*PROVIDED RECORDS:*
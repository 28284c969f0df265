//! WebAssembly bindings for the rules engine.
//!
//! This module exposes the command/query facade to a JavaScript presentation
//! layer through wasm-bindgen. Structured values cross the boundary as JSON.

use wasm_bindgen::prelude::*;

use crate::actions::GameAction;
use crate::game::GameEngine;
use crate::hex::HexCoord;
use crate::intent::BuildKind;

/// Initialize panic hook for better error messages in browser console
#[wasm_bindgen(start)]
pub fn init() {
    console_error_panic_hook::set_once();
}

fn to_js_error(e: impl std::fmt::Display) -> JsValue {
    JsValue::from_str(&e.to_string())
}

fn to_json<T: serde::Serialize + ?Sized>(value: &T, fallback: &str) -> String {
    serde_json::to_string(value).unwrap_or_else(|_| fallback.to_string())
}

/// WASM-exposed game wrapper
#[wasm_bindgen]
pub struct WasmGame {
    engine: GameEngine,
}

#[wasm_bindgen]
impl WasmGame {
    /// Create a new game from a JSON array of player names
    #[wasm_bindgen(constructor)]
    pub fn new(player_names_json: &str) -> Result<WasmGame, JsValue> {
        let player_names: Vec<String> = serde_json::from_str(player_names_json)
            .map_err(|e| JsValue::from_str(&format!("Invalid player names: {}", e)))?;

        Ok(WasmGame {
            engine: GameEngine::new(player_names).map_err(to_js_error)?,
        })
    }

    /// Whole-game snapshot as JSON
    #[wasm_bindgen(js_name = getState)]
    pub fn get_state(&self) -> String {
        to_json(&self.engine.snapshot(), "{}")
    }

    /// Get the current player ID
    #[wasm_bindgen(js_name = getCurrentPlayer)]
    pub fn get_current_player(&self) -> u8 {
        self.engine.current_player()
    }

    /// Get the current phase as JSON
    #[wasm_bindgen(js_name = getPhase)]
    pub fn get_phase(&self) -> String {
        to_json(&self.engine.phase(), "\"Unknown\"")
    }

    /// Tile at an axial coordinate as JSON, or `null`
    #[wasm_bindgen(js_name = getTileAt)]
    pub fn get_tile_at(&self, q: i32, r: i32) -> String {
        to_json(&self.engine.get_tile_at(HexCoord::new(q, r)), "null")
    }

    /// Bank counts as JSON
    #[wasm_bindgen(js_name = getBankCounts)]
    pub fn get_bank_counts(&self) -> String {
        to_json(&self.engine.get_bank_counts(), "{}")
    }

    /// Get legal actions for the current player as JSON array
    #[wasm_bindgen(js_name = getLegalActions)]
    pub fn get_legal_actions(&self) -> String {
        to_json(&self.engine.legal_actions(), "[]")
    }

    /// Vertices where the player can settle, as JSON array
    #[wasm_bindgen(js_name = getValidSettlementSpots)]
    pub fn get_valid_settlement_spots(&self, player: u8) -> String {
        to_json(&self.engine.get_valid_settlement_spots(player), "[]")
    }

    /// Settlements the player can upgrade, as JSON array
    #[wasm_bindgen(js_name = getValidCitySpots)]
    pub fn get_valid_city_spots(&self, player: u8) -> String {
        to_json(&self.engine.get_valid_city_spots(player), "[]")
    }

    /// Legal roads as JSON array, optionally only from one vertex
    #[wasm_bindgen(js_name = getValidRoadSpots)]
    pub fn get_valid_road_spots(&self, player: u8, from: Option<usize>) -> String {
        to_json(&self.engine.get_valid_road_spots(player, from), "[]")
    }

    /// Apply an action from JSON for the current player
    #[wasm_bindgen(js_name = applyAction)]
    pub fn apply_action(&mut self, action_json: &str) -> Result<(), JsValue> {
        let action: GameAction = serde_json::from_str(action_json)
            .map_err(|e| JsValue::from_str(&format!("Invalid action JSON: {}", e)))?;
        self.engine.apply(action).map_err(to_js_error)
    }

    /// Roll for the current player; returns both dice
    #[wasm_bindgen(js_name = rollDice)]
    pub fn roll_dice(&mut self) -> Result<Vec<u8>, JsValue> {
        let (a, b) = self.engine.roll_dice().map_err(to_js_error)?;
        Ok(vec![a, b])
    }

    #[wasm_bindgen(js_name = placeSettlement)]
    pub fn place_settlement(&mut self, player: u8, vertex: usize) -> bool {
        self.engine.place_settlement(player, vertex).is_ok()
    }

    #[wasm_bindgen(js_name = placeCity)]
    pub fn place_city(&mut self, player: u8, vertex: usize) -> bool {
        self.engine.place_city(player, vertex).is_ok()
    }

    #[wasm_bindgen(js_name = placeRoad)]
    pub fn place_road(&mut self, player: u8, v1: usize, v2: usize) -> bool {
        self.engine.place_road(player, v1, v2).is_ok()
    }

    #[wasm_bindgen(js_name = endTurn)]
    pub fn end_turn(&mut self) -> bool {
        self.engine.end_turn().is_ok()
    }

    /// Toggle a build intent: "Settlement", "City" or "Road"
    #[wasm_bindgen(js_name = selectAction)]
    pub fn select_action(&mut self, kind: &str) -> Result<bool, JsValue> {
        let kind = match kind {
            "Settlement" => BuildKind::Settlement,
            "City" => BuildKind::City,
            "Road" => BuildKind::Road,
            other => return Err(JsValue::from_str(&format!("Unknown build kind: {}", other))),
        };
        Ok(self.engine.select_action(kind))
    }

    /// Route a vertex click; returns the outcome as JSON
    #[wasm_bindgen(js_name = clickVertex)]
    pub fn click_vertex(&mut self, vertex: usize) -> Result<String, JsValue> {
        let outcome = self.engine.click_vertex(vertex).map_err(to_js_error)?;
        Ok(to_json(&outcome, "null"))
    }

    /// Let the random AI play the player's turn; returns its actions as JSON
    #[wasm_bindgen(js_name = runAutoTurn)]
    pub fn run_auto_turn(&mut self, player: u8) -> Result<String, JsValue> {
        let actions = self.engine.run_auto_turn(player).map_err(to_js_error)?;
        Ok(to_json(&actions, "[]"))
    }

    /// Events since the last call, as JSON array
    #[wasm_bindgen(js_name = drainEvents)]
    pub fn drain_events(&mut self) -> String {
        to_json(&self.engine.drain_events(), "[]")
    }

    /// Get victory points for a player
    #[wasm_bindgen(js_name = getVictoryPoints)]
    pub fn get_victory_points(&self, player: u8) -> u32 {
        self.engine.victory_points(player)
    }

    #[wasm_bindgen(js_name = getLongestRoad)]
    pub fn get_longest_road(&self, player: u8) -> u32 {
        self.engine.get_player_longest_road(player)
    }

    /// Check if the game is finished
    #[wasm_bindgen(js_name = isFinished)]
    pub fn is_finished(&self) -> bool {
        self.engine.is_finished()
    }

    /// Get the winner (if game is finished)
    #[wasm_bindgen(js_name = getWinner)]
    pub fn get_winner(&self) -> Option<u8> {
        self.engine.winner()
    }
}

*DESCRIPTION OF THE TASK:*
What lines of the material above hold the string "outcome"? Please copy them.

*EXPECTED OUTPUT:*
    /// Route a vertex click; returns the outcome as JSON
        let outcome = self.engine.click_vertex(vertex).map_err(to_js_error)?;
        Ok(to_json(&outcome, "null"))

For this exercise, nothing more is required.